Quanto e’ intenso il campo magnetico di una magnetar?

Come sicuramente avrete letto, si tratta del piu’ potente campo magnetico mai osservato prima, dell’ordine del milione di miliardi di Gauss. Ve bene, ma quanti sono un milione di miliardi di Gauss? Per capire questi numeri, e’ necessario avere un termine di confronto.

Pensate che il campo magnetico della nostra Terra e’ inferiore al Gauss. Il campo magnetico presente all’interno dell’esperimento ATLAS, il piu’ potente tra gli esperimenti del CERN, ha un’intensita’ di 20000 Gauss. Dati questi numeri, capite bene quanto immensamente piu’ alto sia il campo magnetico prodotto dalla magnetar.

Parlando invece di situzioni reali e conosciute da tutti, un campo magnetico di soli 10 Gauss a breve distanza e’ in grado di smagnetizzare qualsiasi supporto di archiviazione dei dati. Se andiamo a valori piu’ alti, il campo magnetico di una magnetar potrebbe essere letale a migliaia di kilometri di distanza. Un’intensita’ cosi’ alta, sarebbe infatti in grado di strappare letteralmente i tessuti del corpo umano, a causa delle proprieta’ magnetiche dell’acqua che li compone.

Come e’ stato misurato un campo cosi’ intenso?

Per prima cosa, la magnetar presa in esame e’ nota come SGR 0418+5729, distante da noi 6500 anni luce. Si tratta di una delle circa 20 magnetar identificate nella nostra Via Lattea. Per poter misurare il campo magnetico dela stella, ci si e’ basati sui dati raccolti durante il 2009 dal telescopio XMM-Newton dell’agenzia spaziale europea. I dati riguardavano l’emissione di raggi X dalla stella. La frequenza di queste particelle e’ infatti direttamente proporzionale all’intensita’ del campo magnetico che attraversano. In questo modo, si e’ potuti risalire ad una misura diretta del campo cercato.

Altra caratteristica importante che si e’ osservata e’ che l’intensita’ del campo sulla superficie della stella non e’ uniforme. Si sono infatti identificate zone con campi magnetici piu’ o meno intensi. Questa caratteristica era attesa e non fa che confermare i dati analizzati. Differenze superficiali sulla magnetar, potrebbero essere le cause delle emissioni cosmiche osservata in passato e del tutto simili a quelle del nostro Sole.

Concludendo, la ricerca pubblicata in questi giorni, riguarda la prima misura diretta del campo magnetico delle magnetar. lo studio di questi corpi celesti, ci potrebbe consentire di capire meglio l’origine e l’evoluzione del nostro universo.

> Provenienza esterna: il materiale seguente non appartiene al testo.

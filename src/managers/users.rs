// ABOUTME: User manager tracking the logged-in user and wrapping account operations
// ABOUTME: Client creation goes through LoginManager so passwords are always hashed
//
// SPDX-License-Identifier: MIT OR Apache-2.0
// Copyright (c) 2025 Pierre Fitness Intelligence

use std::sync::Arc;

use tracing::info;

use super::LoginManager;
use crate::database::repositories::UserRepository;
use crate::errors::{AppError, AppResult};
use crate::models::{
    ClientData, ClientProfile, RoleData, User, UserPreferences, UserRecord, UserType,
};

/// Account operations and the current login
pub struct UserManager {
    users: Arc<dyn UserRepository>,
    login: LoginManager,
    current: Option<UserRecord>,
}

impl UserManager {
    /// Create a user manager with nobody logged in
    #[must_use]
    pub fn new(users: Arc<dyn UserRepository>) -> Self {
        let login = LoginManager::new(Arc::clone(&users));
        Self {
            users,
            login,
            current: None,
        }
    }

    /// The login manager sharing this manager's repository
    #[must_use]
    pub const fn login_manager(&self) -> &LoginManager {
        &self.login
    }

    /// Log in and remember the user
    ///
    /// # Errors
    ///
    /// See [`LoginManager::login`]
    pub async fn login(&mut self, user_or_email: &str, password: &str) -> AppResult<&UserRecord> {
        let record = self.login.login(user_or_email, password).await?;
        Ok(self.current.insert(record))
    }

    /// The logged-in user, if any
    #[must_use]
    pub const fn current_user(&self) -> Option<&UserRecord> {
        self.current.as_ref()
    }

    /// Forget the logged-in user
    pub fn logout(&mut self) {
        if let Some(record) = self.current.take() {
            info!(user_id = record.user.id, "User logged out");
        }
    }

    /// # Errors
    ///
    /// Returns `ResourceNotFound` if no user has this id
    pub async fn get_user(&self, id: i64) -> AppResult<UserRecord> {
        self.users
            .get_user_by_id(id)
            .await?
            .ok_or_else(|| AppError::not_found("User").with_user_id(id))
    }

    /// Register a client with a hashed password
    ///
    /// # Errors
    ///
    /// See [`LoginManager::register_new_client`]
    pub async fn create_client(
        &self,
        user: User,
        password: &str,
        client_data: ClientData,
    ) -> AppResult<UserRecord> {
        self.login
            .register_new_client(user, password, client_data)
            .await
    }

    /// Replace a client's profile
    ///
    /// # Errors
    ///
    /// - `ResourceNotFound` if the user does not exist
    /// - `InvalidInput` if the user is not a client
    pub async fn update_client_profile(&self, id: i64, profile: &ClientProfile) -> AppResult<()> {
        let record = self.get_user(id).await?;
        if !matches!(record.role, RoleData::Client(_)) {
            return Err(AppError::invalid_input(format!(
                "user {id} is not a client"
            ))
            .with_user_id(id));
        }
        self.users.save_client_profile(id, profile).await?;
        Ok(())
    }

    /// Stored preferences, or the defaults for this user
    ///
    /// # Errors
    ///
    /// Returns an error if the repository fails
    pub async fn get_preferences(&self, id: i64) -> AppResult<UserPreferences> {
        Ok(self
            .users
            .get_preferences(id)
            .await?
            .unwrap_or_else(|| UserPreferences::for_user(id)))
    }

    /// # Errors
    ///
    /// Returns an error if the repository fails
    pub async fn save_preferences(&self, preferences: &UserPreferences) -> AppResult<()> {
        self.users.save_preferences(preferences).await?;
        Ok(())
    }

    /// # Errors
    ///
    /// Returns an error if the repository fails
    pub async fn list_users(&self, user_type: Option<UserType>) -> AppResult<Vec<User>> {
        Ok(self.users.list_users(user_type).await?)
    }

    /// Delete a user; logs out first if it is the current one
    ///
    /// # Errors
    ///
    /// Returns `ResourceNotFound` if no user has this id
    pub async fn delete_user(&mut self, id: i64) -> AppResult<()> {
        if !self.users.delete_user(id).await? {
            return Err(AppError::not_found("User").with_user_id(id));
        }
        if self.current.as_ref().is_some_and(|r| r.user.id == id) {
            self.logout();
        }
        info!(user_id = id, "User deleted");
        Ok(())
    }
}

Si suppone infatti che possano esistere o siano esistite nell’universo magnetar con campo ancora piu’ intensi. Inoltre, si sospetta che proprio queste stelle siano responsabili delle violente esplosioni cosmiche, simili a quelle del nostro sole, che ogni tanto investono anche la Terra e possono, in taluni casi, portare disturbi alle telecomunicazioni.